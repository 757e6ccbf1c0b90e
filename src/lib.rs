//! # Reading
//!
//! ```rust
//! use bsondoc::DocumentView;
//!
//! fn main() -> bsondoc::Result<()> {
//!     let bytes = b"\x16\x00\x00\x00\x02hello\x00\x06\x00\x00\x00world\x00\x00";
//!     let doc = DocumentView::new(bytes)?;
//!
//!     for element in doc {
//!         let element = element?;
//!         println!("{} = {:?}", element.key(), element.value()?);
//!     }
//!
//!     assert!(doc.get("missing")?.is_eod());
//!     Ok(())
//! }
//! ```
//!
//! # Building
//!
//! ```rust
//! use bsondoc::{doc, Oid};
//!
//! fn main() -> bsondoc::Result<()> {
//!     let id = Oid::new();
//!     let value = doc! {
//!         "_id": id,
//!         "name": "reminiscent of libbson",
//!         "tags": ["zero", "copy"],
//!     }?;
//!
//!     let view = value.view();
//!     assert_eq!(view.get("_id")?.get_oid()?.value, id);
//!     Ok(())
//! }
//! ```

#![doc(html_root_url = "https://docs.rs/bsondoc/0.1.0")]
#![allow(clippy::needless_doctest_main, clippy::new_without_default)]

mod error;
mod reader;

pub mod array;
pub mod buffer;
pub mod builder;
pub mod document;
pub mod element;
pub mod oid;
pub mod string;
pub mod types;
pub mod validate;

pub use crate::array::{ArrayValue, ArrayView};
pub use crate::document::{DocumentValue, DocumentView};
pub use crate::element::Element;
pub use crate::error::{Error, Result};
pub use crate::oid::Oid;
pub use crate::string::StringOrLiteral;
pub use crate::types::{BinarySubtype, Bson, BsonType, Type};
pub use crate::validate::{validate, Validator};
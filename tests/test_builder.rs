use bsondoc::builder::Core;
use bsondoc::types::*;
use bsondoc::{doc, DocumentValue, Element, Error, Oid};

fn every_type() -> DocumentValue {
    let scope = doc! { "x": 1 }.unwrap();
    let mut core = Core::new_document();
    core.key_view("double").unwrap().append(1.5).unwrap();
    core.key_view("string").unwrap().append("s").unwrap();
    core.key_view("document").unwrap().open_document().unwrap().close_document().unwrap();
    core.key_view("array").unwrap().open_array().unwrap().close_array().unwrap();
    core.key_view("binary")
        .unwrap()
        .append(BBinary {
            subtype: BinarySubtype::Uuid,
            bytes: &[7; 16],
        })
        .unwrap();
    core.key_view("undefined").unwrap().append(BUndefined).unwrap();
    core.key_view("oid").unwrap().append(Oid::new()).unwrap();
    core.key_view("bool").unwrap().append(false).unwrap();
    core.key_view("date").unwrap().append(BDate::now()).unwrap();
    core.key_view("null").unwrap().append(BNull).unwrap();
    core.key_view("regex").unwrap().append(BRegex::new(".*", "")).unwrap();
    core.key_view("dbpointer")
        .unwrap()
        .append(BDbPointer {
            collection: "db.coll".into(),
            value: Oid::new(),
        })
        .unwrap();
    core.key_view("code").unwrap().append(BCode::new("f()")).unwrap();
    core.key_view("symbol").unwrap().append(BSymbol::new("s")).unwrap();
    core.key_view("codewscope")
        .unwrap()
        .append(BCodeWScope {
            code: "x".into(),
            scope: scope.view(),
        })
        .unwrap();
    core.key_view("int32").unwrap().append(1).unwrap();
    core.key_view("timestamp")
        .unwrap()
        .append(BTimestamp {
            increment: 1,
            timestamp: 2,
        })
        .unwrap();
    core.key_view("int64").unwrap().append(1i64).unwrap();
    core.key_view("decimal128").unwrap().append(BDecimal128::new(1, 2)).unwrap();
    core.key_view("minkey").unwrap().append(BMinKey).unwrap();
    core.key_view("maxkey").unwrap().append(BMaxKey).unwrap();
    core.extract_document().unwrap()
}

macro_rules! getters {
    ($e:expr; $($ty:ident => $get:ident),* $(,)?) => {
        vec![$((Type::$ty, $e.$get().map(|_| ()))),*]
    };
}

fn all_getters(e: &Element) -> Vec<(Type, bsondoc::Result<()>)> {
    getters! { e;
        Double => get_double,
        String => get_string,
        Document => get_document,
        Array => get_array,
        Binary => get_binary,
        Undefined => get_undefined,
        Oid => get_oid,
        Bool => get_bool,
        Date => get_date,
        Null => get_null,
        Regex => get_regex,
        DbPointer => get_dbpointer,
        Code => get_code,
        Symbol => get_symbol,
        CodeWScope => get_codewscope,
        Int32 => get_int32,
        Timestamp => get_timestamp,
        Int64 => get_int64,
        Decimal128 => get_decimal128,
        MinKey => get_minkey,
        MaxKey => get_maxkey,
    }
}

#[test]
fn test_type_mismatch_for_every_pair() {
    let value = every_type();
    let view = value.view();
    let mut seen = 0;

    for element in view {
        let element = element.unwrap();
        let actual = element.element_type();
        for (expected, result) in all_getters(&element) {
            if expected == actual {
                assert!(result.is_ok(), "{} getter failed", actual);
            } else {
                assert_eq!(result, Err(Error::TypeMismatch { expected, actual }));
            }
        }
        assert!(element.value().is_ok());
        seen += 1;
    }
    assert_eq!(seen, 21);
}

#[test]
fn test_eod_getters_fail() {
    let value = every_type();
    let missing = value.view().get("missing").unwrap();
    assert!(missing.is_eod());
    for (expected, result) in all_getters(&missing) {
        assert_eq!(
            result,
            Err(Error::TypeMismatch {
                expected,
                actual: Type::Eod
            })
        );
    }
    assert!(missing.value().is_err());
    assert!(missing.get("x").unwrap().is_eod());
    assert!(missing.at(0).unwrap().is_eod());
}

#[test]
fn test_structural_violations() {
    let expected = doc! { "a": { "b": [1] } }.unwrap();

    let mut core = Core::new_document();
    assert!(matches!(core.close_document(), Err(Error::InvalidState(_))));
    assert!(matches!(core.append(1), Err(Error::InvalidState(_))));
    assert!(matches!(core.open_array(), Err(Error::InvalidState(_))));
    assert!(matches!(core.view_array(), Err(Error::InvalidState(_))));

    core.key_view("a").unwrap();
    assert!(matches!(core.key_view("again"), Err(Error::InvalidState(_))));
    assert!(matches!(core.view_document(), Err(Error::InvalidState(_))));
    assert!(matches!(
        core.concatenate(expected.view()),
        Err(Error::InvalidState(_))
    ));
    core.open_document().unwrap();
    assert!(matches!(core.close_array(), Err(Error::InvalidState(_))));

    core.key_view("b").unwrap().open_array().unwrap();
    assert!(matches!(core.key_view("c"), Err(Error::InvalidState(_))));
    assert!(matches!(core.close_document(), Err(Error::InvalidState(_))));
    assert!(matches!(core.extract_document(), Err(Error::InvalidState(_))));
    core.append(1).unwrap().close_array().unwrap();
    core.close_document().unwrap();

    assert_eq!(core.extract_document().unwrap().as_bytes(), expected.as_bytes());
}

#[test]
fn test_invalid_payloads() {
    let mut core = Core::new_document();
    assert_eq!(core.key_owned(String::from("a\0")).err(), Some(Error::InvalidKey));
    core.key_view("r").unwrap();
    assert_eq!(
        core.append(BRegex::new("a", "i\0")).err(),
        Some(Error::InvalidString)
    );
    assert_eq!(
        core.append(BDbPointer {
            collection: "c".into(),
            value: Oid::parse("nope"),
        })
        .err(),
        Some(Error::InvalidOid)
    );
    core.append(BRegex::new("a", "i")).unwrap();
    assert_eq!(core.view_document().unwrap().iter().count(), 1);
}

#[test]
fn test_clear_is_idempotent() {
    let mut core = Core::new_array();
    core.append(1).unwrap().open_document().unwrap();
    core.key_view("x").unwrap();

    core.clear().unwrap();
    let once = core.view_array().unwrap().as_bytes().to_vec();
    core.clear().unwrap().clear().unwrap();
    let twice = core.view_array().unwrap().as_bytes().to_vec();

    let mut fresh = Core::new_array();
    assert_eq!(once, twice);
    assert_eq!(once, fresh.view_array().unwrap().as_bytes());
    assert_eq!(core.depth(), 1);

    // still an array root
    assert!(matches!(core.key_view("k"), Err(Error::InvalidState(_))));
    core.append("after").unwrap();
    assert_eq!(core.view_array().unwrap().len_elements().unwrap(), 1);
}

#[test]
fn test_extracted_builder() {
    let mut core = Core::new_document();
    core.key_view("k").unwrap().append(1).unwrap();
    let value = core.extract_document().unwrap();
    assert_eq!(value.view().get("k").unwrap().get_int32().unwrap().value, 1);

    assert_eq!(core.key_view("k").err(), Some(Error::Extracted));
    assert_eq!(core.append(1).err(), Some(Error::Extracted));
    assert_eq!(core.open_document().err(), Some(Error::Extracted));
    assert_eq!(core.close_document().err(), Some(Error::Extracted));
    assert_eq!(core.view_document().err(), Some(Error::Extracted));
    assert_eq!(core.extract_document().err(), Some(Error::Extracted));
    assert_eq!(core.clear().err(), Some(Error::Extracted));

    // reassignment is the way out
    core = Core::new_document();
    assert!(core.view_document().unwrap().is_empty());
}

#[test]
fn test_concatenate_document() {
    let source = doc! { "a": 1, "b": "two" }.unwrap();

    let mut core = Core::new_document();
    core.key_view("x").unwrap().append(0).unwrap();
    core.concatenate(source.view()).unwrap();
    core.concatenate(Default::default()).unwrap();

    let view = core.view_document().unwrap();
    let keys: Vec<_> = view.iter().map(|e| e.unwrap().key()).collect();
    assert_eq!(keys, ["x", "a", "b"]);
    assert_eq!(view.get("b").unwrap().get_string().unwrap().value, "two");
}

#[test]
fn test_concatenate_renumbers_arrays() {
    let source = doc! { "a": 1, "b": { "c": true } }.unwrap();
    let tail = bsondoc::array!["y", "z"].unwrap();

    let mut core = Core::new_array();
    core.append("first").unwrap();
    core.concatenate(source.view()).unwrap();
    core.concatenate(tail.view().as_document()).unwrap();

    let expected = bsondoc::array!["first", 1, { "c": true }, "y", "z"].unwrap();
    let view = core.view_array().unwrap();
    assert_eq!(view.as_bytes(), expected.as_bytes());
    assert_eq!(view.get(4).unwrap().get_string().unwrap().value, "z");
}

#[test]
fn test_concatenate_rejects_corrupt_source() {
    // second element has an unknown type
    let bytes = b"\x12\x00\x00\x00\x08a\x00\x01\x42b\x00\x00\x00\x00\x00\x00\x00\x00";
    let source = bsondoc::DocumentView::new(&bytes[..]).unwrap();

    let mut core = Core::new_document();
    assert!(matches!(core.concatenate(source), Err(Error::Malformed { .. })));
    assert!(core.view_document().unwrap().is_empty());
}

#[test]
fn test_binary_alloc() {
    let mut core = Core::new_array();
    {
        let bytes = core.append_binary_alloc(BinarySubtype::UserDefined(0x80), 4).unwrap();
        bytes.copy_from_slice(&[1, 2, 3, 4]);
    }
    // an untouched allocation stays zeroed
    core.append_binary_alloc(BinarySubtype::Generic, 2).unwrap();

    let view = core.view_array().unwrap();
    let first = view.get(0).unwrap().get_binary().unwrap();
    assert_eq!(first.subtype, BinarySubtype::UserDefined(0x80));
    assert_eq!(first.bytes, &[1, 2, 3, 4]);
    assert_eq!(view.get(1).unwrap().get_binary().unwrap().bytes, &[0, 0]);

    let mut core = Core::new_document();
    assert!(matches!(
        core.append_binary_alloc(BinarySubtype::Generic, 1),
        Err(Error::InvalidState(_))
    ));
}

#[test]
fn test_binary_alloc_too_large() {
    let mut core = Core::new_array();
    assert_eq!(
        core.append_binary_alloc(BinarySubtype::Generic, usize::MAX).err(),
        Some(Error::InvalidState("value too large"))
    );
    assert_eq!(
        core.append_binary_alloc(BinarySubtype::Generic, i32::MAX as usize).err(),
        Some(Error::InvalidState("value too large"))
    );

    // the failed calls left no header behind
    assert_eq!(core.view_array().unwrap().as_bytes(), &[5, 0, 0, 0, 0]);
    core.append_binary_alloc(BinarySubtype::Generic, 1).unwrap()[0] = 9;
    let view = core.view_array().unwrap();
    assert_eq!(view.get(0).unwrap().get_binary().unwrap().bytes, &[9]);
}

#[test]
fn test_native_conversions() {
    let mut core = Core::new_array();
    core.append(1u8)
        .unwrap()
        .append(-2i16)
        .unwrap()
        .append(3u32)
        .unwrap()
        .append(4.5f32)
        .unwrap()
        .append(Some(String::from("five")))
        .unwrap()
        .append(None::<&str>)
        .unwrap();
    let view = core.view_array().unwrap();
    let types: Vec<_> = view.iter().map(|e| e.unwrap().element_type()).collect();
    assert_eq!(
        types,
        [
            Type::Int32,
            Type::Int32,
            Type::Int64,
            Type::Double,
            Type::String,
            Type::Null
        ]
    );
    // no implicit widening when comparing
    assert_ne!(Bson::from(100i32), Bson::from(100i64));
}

=-=-=-=-=

Task to carry out
If a line in the material above contains "UserDefined", show that line.

Expected output
        let bytes = core.append_binary_alloc(BinarySubtype::UserDefined(0x80), 4).unwrap();
    assert_eq!(first.subtype, BinarySubtype::UserDefined(0x80));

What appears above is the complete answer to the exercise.